私は年寄りなので、西部劇俳優の印象が消えないんだけど、これだけ良い作品を作られると、新しい印象の方が強くなって行く。

正直、まとめ借りのDVDから「ヒアアフター」ってディスクを取り出しても、「なんだっけ?」って感じで見始めるわけですが、カットワークや音楽で、「あれ?これ、クリント・イーストウッドだっけ」って思うわけです。それほど同監督らしさは確立されています。

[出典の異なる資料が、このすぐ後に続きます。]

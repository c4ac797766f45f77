//! docbridge - Client for a Code Documentation Generation Platform
//!
//! Uploads zipped source repositories to a backend analysis service,
//! follows running analysis tasks live over WebSocket, browses the
//! extracted component trees, and exports finished documentation as a
//! single self-contained HTML file.
//!
//! The analysis itself (repository unpacking, dependency extraction,
//! AI-assisted documentation synthesis) happens entirely in the backend;
//! this crate owns the client-side state synchronization and rendering.
//!
//! ## Quick Start
//!
//! ```ignore
//! use docbridge::{ApiClient, ConfigLoader, HtmlExporter, ExportOptions};
//!
//! let config = ConfigLoader::load()?;
//! let client = ApiClient::new(&config.backend)?;
//! let record = client.get_documentation("651f...").await?;
//! let mut exporter = HtmlExporter::new(&client, ExportOptions::from_config(&config));
//! let artifact = exporter.export(&record).await?;
//! std::fs::write(&artifact.file_name, artifact.bytes())?;
//! ```
//!
//! ## Modules
//!
//! - [`client`]: REST client wrapper with normalized error reporting
//! - [`stream`]: WebSocket job-status stream and its reconnect supervisor
//! - [`model`]: read-only views over the recursive component hierarchy
//! - [`export`]: standalone HTML export pipeline with image inlining
//! - [`config`]: layered configuration, validated at load
//! - [`cli`]: subcommand implementations

pub mod cli;
pub mod client;
pub mod config;
pub mod export;
pub mod model;
pub mod stream;
pub mod types;

// =============================================================================
// Core Re-exports
// =============================================================================

// Configuration
pub use config::{Config, ConfigLoader, GenerationMode, SourceCodeMode};

// Error Types
pub use types::error::{BridgeError, Result};

// Domain Model
pub use types::{CodeComponent, ComponentType, JobStatusSnapshot, StatusPatch, TaskStatus};

// =============================================================================
// Client & Stream Re-exports
// =============================================================================

pub use client::ApiClient;
pub use stream::supervisor::{ReconnectPolicy, SupervisedStream};
pub use stream::{JobStatusStream, StatusSubscription};

// =============================================================================
// Model & Export Re-exports
// =============================================================================

pub use export::{ExportArtifact, ExportOptions, ExportState, HtmlExporter};
pub use model::{ComponentStats, check_integrity, find_by_id, flatten};
//! Upload zipped source repositories to the backend.

use std::path::PathBuf;

use crate::cli::ui::Output;
use crate::client::ApiClient;
use crate::types::Result;

pub async fn run(client: &ApiClient, files: Vec<PathBuf>) -> Result<()> {
    let out = Output::new();

    let response = client.upload_files(&files).await?;

    out.success(&format!(
        "Uploaded {} file{}",
        response.uploaded_files.len(),
        if response.uploaded_files.len() == 1 { "" } else { "s" }
    ));
    for name in &response.uploaded_files {
        out.item(name);
    }

    Ok(())
}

この作品では死後の世界をテーマに選んでいるのですが、その奥にある深いテーマは「理解と不理解」。
積み重ねた経験が特殊であればあるほど、相互理解は難しいものとなるが、理解を確立した時には深い感動と人生への希望が溢れ出します。

残念なのは冒頭の津波シーン。
素晴らしい出来なのだけど、本物の東日本大震災の映像にはかなわない。
建物ごと流されるという想定がないので、嘘くさく感じてしまう。

この映画は、2010年後半の作品で、日本では2011年2月公開。震災の時にも公開中で3月14日に公開中止となった。DVD化も当然遅れ、その結果、私が今頃になってやっと見ているというわけだ。
この映画にとって、冒頭の津波シーンは大前提であり、欠かせないものだし、作品的にも十分すぎるほどの映像を創り出している。全体として地味で深いストーリーを最後まで引っ張ってゆくのも津波の効果であり、商業映画としての成功には不可欠な要素でもある。

それだけに、このタイミングという不幸が残念だ。

「津波だから」という理由で敬遠されるのはあまりに残念だし、死と生を見つめる映画であるだけに、津波に痛みを感じる人にこそ見て欲しいと思うのだが、多分、私のその思い自体も、軽々しい私の「不理解」でしかないのかもしれない。
一つのことを多方面から捉え、いろんな事を考えてしまう。
深い。
良い映画です。




あ、マットデイモンって芝居うまいな。というのを付け加えておく。ただのアクション俳優じゃないな、この人は。
クリント・イーストウッド監督の良いところは、素晴らしい役者やスタッフが集まってくる所だそうだ。人が集まる人柄ってなんだろうね。大事なことだね。